Another notable cover of the song was done by the 80s band Frankie Goes to Hollywood, on their 1984 debut album Welcome to the Pleasuredome. In November of that year, they played the song on Saturday Night Live. It was the same day that the album hit Number One in the UK, though unfortunately their US airplay was mostly limited to alternative and college radio, and in the dance clubs.


Here’s a fun version: in 1991 a band called Big Daddy, which specializes in recording modern songs using older arrangements, put this version together.

Oh—and I’d be totally remiss if I didn’t bring this version to your attention:


That’s from Sesame Street, featuring Bruce Stringbean and the S Street Band.

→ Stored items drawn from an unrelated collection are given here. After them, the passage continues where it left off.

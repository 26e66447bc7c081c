// 📋 Allow/Deny Catalog - Curated list of recognized certifications
// Loaded once, passed by reference into the reconciliation engine.
// No hidden module-level state.

use anyhow::{Context as AnyhowContext, Result};
use serde::{Deserialize, Deserializer, Serialize, Serializer};
use std::fmt;
use std::fs;
use std::path::Path;

// ============================================================================
// PLATFORM
// ============================================================================

/// Platform - the literal upstream system that issued a credential.
///
/// Only CREDLY and MICROSOFT ever appear on raw fetched data; AZURE exists
/// as a catalog/resolved value. Keep this distinct from `Source`: platform is
/// structural, source is a business-policy label.
#[derive(Debug, Clone, Copy, PartialEq, Eq, Hash, Serialize, Deserialize)]
pub enum Platform {
    #[serde(rename = "CREDLY")]
    Credly,
    #[serde(rename = "MICROSOFT")]
    Microsoft,
    #[serde(rename = "AZURE")]
    Azure,
}

impl Platform {
    /// Upper-case wire/report name
    pub fn name(&self) -> &'static str {
        match self {
            Platform::Credly => "CREDLY",
            Platform::Microsoft => "MICROSOFT",
            Platform::Azure => "AZURE",
        }
    }

    /// Parse a catalog cell (case-insensitive, padding tolerated)
    pub fn parse(raw: &str) -> Option<Platform> {
        match raw.trim().to_uppercase().as_str() {
            "CREDLY" => Some(Platform::Credly),
            "MICROSOFT" => Some(Platform::Microsoft),
            "AZURE" => Some(Platform::Azure),
            _ => None,
        }
    }
}

impl fmt::Display for Platform {
    fn fmt(&self, f: &mut fmt::Formatter<'_>) -> fmt::Result {
        f.write_str(self.name())
    }
}

// ============================================================================
// SOURCE
// ============================================================================

/// Source - the resolved business label attributed to a credential.
///
/// May differ from the issuing platform (a Microsoft-issued certification can
/// carry the AZURE sub-brand label). Free-text labels from the catalog
/// ("whitelist", "Collection: ...") are preserved verbatim.
#[derive(Debug, Clone, PartialEq, Eq, Hash)]
pub enum Source {
    Azure,
    Microsoft,
    Credly,
    Label(String),
}

impl Source {
    /// Parse a catalog cell; anything that is not a fixed variant name
    /// becomes a free-text label.
    pub fn parse(raw: &str) -> Source {
        match raw.trim().to_uppercase().as_str() {
            "AZURE" => Source::Azure,
            "MICROSOFT" => Source::Microsoft,
            "CREDLY" => Source::Credly,
            _ => Source::Label(raw.to_string()),
        }
    }
}

impl fmt::Display for Source {
    fn fmt(&self, f: &mut fmt::Formatter<'_>) -> fmt::Result {
        match self {
            Source::Azure => f.write_str("AZURE"),
            Source::Microsoft => f.write_str("MICROSOFT"),
            Source::Credly => f.write_str("CREDLY"),
            Source::Label(label) => f.write_str(label),
        }
    }
}

impl Serialize for Source {
    fn serialize<S: Serializer>(&self, serializer: S) -> std::result::Result<S::Ok, S::Error> {
        serializer.collect_str(self)
    }
}

impl<'de> Deserialize<'de> for Source {
    fn deserialize<D: Deserializer<'de>>(deserializer: D) -> std::result::Result<Self, D::Error> {
        let raw = String::deserialize(deserializer)?;
        Ok(Source::parse(&raw))
    }
}
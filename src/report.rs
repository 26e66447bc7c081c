// 🧾 Report Emitter - summary and detail CSV tables
// Emission happens only after the whole roster is processed; there is no
// partial-report recovery path.

use crate::aggregate::SummaryRow;
use crate::engine::MatchedCredential;
use anyhow::{Context as AnyhowContext, Result};
use std::fs;
use std::path::Path;

pub const SUMMARY_FILE: &str = "summary_report.csv";
pub const DETAIL_FILE: &str = "detailed_report.csv";

/// Write the summary table `(badge_name, source, platform, cert_count)`
pub fn write_summary<P: AsRef<Path>>(path: P, rows: &[SummaryRow]) -> Result<()> {
    let mut writer = csv::Writer::from_path(path.as_ref())
        .with_context(|| format!("Failed to create summary report: {:?}", path.as_ref()))?;
    for row in rows {
        writer.serialize(row)?;
    }
    writer
        .flush()
        .with_context(|| format!("Failed to write summary report: {:?}", path.as_ref()))?;
    Ok(())
}

/// Write the detail table
/// `(username, badge_id, badge_name, expires_at, source, platform)`
pub fn write_detail<P: AsRef<Path>>(path: P, credentials: &[MatchedCredential]) -> Result<()> {
    let mut writer = csv::Writer::from_path(path.as_ref())
        .with_context(|| format!("Failed to create detail report: {:?}", path.as_ref()))?;
    for credential in credentials {
        writer.serialize(credential)?;
    }
    writer
        .flush()
        .with_context(|| format!("Failed to write detail report: {:?}", path.as_ref()))?;
    Ok(())
}

/// Write both report tables into `output_dir`, creating it if needed.
/// Detail rows are the expiring partition, as upstream consumers expect.
pub fn write_reports<P: AsRef<Path>>(
    output_dir: P,
    summary: &[SummaryRow],
    detail: &[MatchedCredential],
) -> Result<()> {
    let output_dir = output_dir.as_ref();
    fs::create_dir_all(output_dir)
        .with_context(|| format!("Failed to create output directory: {:?}", output_dir))?;
    write_summary(output_dir.join(SUMMARY_FILE), summary)?;
    write_detail(output_dir.join(DETAIL_FILE), detail)?;
    Ok(())
}

#[cfg(test)]
mod tests {
    use super::*;
    use crate::catalog::{Platform, Source};
    use chrono::{TimeZone, Utc};

    fn sample_summary() -> Vec<SummaryRow> {
        vec![
            SummaryRow {
                badge_name: "Cloud Practitioner".to_string(),
                source: Source::parse("whitelist"),
                platform: Platform::Credly,
                cert_count: 2,
            },
            SummaryRow {
                badge_name: "Microsoft Certified: Azure Fundamentals".to_string(),
                source: Source::Azure,
                platform: Platform::Microsoft,
                cert_count: 1,
            },
        ]
    }

    fn sample_detail() -> Vec<MatchedCredential> {
        vec![MatchedCredential {
            username: "alice".to_string(),
            badge_id: "AZ-900".to_string(),
            badge_name: "Microsoft Certified: Azure Fundamentals".to_string(),
            expires_at: Some(Utc.with_ymd_and_hms(2027, 1, 1, 0, 0, 0).unwrap()),
            source: Source::Azure,
            platform: Platform::Microsoft,
        }]
    }

    #[test]
    fn test_summary_headers_and_rows() {
        let dir = tempfile::tempdir().unwrap();
        let path = dir.path().join(SUMMARY_FILE);
        write_summary(&path, &sample_summary()).unwrap();

        let content = std::fs::read_to_string(&path).unwrap();
        let mut lines = content.lines();
        assert_eq!(lines.next(), Some("badge_name,source,platform,cert_count"));
        assert_eq!(lines.next(), Some("Cloud Practitioner,whitelist,CREDLY,2"));
        assert_eq!(
            lines.next(),
            Some("Microsoft Certified: Azure Fundamentals,AZURE,MICROSOFT,1")
        );
    }

    #[test]
    fn test_detail_headers_and_rows() {
        let dir = tempfile::tempdir().unwrap();
        let path = dir.path().join(DETAIL_FILE);
        write_detail(&path, &sample_detail()).unwrap();

        let content = std::fs::read_to_string(&path).unwrap();
        let mut lines = content.lines();
        assert_eq!(
            lines.next(),
            Some("username,badge_id,badge_name,expires_at,source,platform")
        );
        let row = lines.next().unwrap();
        assert!(row.starts_with("alice,AZ-900,Microsoft Certified: Azure Fundamentals,2027-01-01T"));
        assert!(row.ends_with("AZURE,MICROSOFT"));
    }

    #[test]
    fn test_reports_are_idempotent() {
        let dir_a = tempfile::tempdir().unwrap();
        let dir_b = tempfile::tempdir().unwrap();

        write_reports(dir_a.path(), &sample_summary(), &sample_detail()).unwrap();
        write_reports(dir_b.path(), &sample_summary(), &sample_detail()).unwrap();

        for file in [SUMMARY_FILE, DETAIL_FILE] {
            let a = std::fs::read(dir_a.path().join(file)).unwrap();
            let b = std::fs::read(dir_b.path().join(file)).unwrap();
            assert_eq!(a, b, "{} must be byte-identical across runs", file);
        }
    }

    #[test]
    fn test_output_directory_is_created() {
        let dir = tempfile::tempdir().unwrap();
        let nested = dir.path().join("output");
        write_reports(&nested, &sample_summary(), &[]).unwrap();

        assert!(nested.join(SUMMARY_FILE).exists());
        assert!(nested.join(DETAIL_FILE).exists());
    }
}
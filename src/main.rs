use anyhow::Result;
use std::env;
use std::path::Path;

use cert_recon::{
    load_roster, write_catalog_csv, write_reports, Aggregator, AzureLists, BuilderConfig,
    Catalog, CatalogBuilder, CredlyFetcher, MicrosoftFetcher, ReconciliationEngine,
};

const DEFAULT_CERTS_FILE: &str = "certs.csv";
const DEFAULT_USERS_FILE: &str = "users.csv";
const DEFAULT_AZURE_FILE: &str = "azure.yml";
const DEFAULT_CREDLY_CONFIG: &str = "credly.yml";
const DEFAULT_OUTPUT_DIR: &str = "output";

fn main() -> Result<()> {
    env_logger::init();
    let args: Vec<String> = env::args().collect();

    match args.get(1).map(String::as_str) {
        Some("build-catalog") => run_build_catalog(
            args.get(2).map(String::as_str).unwrap_or(DEFAULT_CREDLY_CONFIG),
            args.get(3).map(String::as_str).unwrap_or(DEFAULT_CERTS_FILE),
        ),
        Some("reconcile") | None => run_reconcile(
            args.get(2).map(String::as_str).unwrap_or(DEFAULT_CERTS_FILE),
            args.get(3).map(String::as_str).unwrap_or(DEFAULT_USERS_FILE),
            args.get(4).map(String::as_str).unwrap_or(DEFAULT_OUTPUT_DIR),
        ),
        Some(other) => {
            eprintln!("Unknown command: {}", other);
            eprintln!("Usage: cert-recon [reconcile [certs.csv [users.csv [output_dir]]]]");
            eprintln!("       cert-recon build-catalog [credly.yml [certs.csv]]");
            std::process::exit(2);
        }
    }
}

fn run_reconcile(certs_file: &str, users_file: &str, output_dir: &str) -> Result<()> {
    println!("📋 Loading catalog from {}...", certs_file);
    let mut catalog = Catalog::from_csv(certs_file)?;

    // Curated YAML whitelist entries join the catalog when present.
    // Duplicates with the CSV are legal (first match wins).
    if Path::new(DEFAULT_CREDLY_CONFIG).exists() {
        catalog.merge(Catalog::from_yaml_whitelist(DEFAULT_CREDLY_CONFIG)?);
    }
    println!("✓ Loaded {} catalog entries", catalog.len());

    // Azure allow/deny lists are optional; without them resolution falls
    // back to the name-substring heuristic.
    let azure = if Path::new(DEFAULT_AZURE_FILE).exists() {
        println!("📋 Loading Azure lists from {}...", DEFAULT_AZURE_FILE);
        AzureLists::from_yaml(DEFAULT_AZURE_FILE)?
    } else {
        AzureLists::default()
    };

    println!("👥 Loading roster from {}...", users_file);
    let users = load_roster(users_file)?;
    println!("✓ Loaded {} users", users.len());

    let engine = ReconciliationEngine::new(catalog, azure);
    let credly = CredlyFetcher::new();
    let microsoft = MicrosoftFetcher::new();
    let mut aggregator = Aggregator::new();

    println!("\n⚖️  Reconciling credentials...");
    engine.reconcile(&users, &credly, &microsoft, &mut aggregator);

    for (username, count) in aggregator.user_counts() {
        println!("  {} → {} recognized certification(s)", username, count);
    }
    println!(
        "✓ {} matched, {} expiring",
        aggregator.matched().len(),
        aggregator.expiring().len()
    );

    // Reports are written only after the whole roster has been processed
    println!("\n🧾 Writing reports to {}/...", output_dir);
    write_reports(output_dir, &aggregator.summary_rows(), aggregator.expiring())?;

    println!("✅ Reports generated successfully.");
    Ok(())
}

fn run_build_catalog(config_file: &str, certs_file: &str) -> Result<()> {
    println!("🏗️  Building catalog from {}...", config_file);
    let config = BuilderConfig::from_yaml_file(config_file)?;

    let entries = CatalogBuilder::new().build(&config);
    println!("✓ Assembled {} catalog entries", entries.len());

    write_catalog_csv(certs_file, &entries)?;
    println!("✅ Certificates written to {}", certs_file);
    Ok(())
}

And while to my ear it sounds a little more like “Jungleland” than “”Born to Run,” you still haven’t lived until you’ve seen Muppets bopping about to a Springsteen song.

There are a couple of others, but none of these have seen any chart action.

Speaking of which, Springsteen’s version peaked at Number 23 on the Billboard Hot 100, but it got a ton of airplay on the album-oriented stations and the progressive stations. It had very little success outside the United States, though it did finally make the charts in the UK in 1987, when a live version recorded in—go figure—New Jersey made it to Number 16 there.

Finally: awhile back, way back, in Episode 8 I talked about the opening snare shot of Bob Dylan’s “Like a Rolling Stone,” and it bears repeating here. This is a clip from Episode 8 of this show:


…and if you read the website you know that shortly after that episode dropped I learned about a quote that Springsteen said regarding the first time he heard that snare, as though a door in his head had been kicked open. I think I felt much the same way about the opening of “Born to Run,” when I was about the same age as Springsteen was when he heard Dylan. In fact, I mentioned specifically that the opening drum riff on “Born to Run” was a signal that things were going to be different. Here it is in the finished version:


Incidentally, that’s not Max Weinberg on the drums. Ernest “Boom” Carter was the drummer for the E Street Band at the time the song was recorded. He and piano player David Sancious worked on the song and then left the band, so Roy Bittan and Weinberg took over, so they’re on the album, but they’re not on this song.


And now it’s time to answer today’s trivia question. Back on Page Two I asked you to name the song lyric from the Beatles which is based on something that Shakespeare did on a regular basis. And the hint I gave is that it’s on the Abbey Road album.

Well: William Shakespeare had a habit of ending scenes with a rhyming couplet. For instance, at the end of Romeo and Juliet,

For never was a story of more woe
Than this of Juliet and her Romeo..

Similarly, at the end of A Midsummer Night’s Dream, Puck addresses the audience by saying,

Give me your hands, if we be friends,
And Robin shall restore amends

So Paul McCartney took a page from Shakespeare and ended the album with a couplet:


They didn’t really know for sure that it would be their last album, but there was certainly a sense that they were reaching the end of the line, and it certainly put a nice cap on their recording career.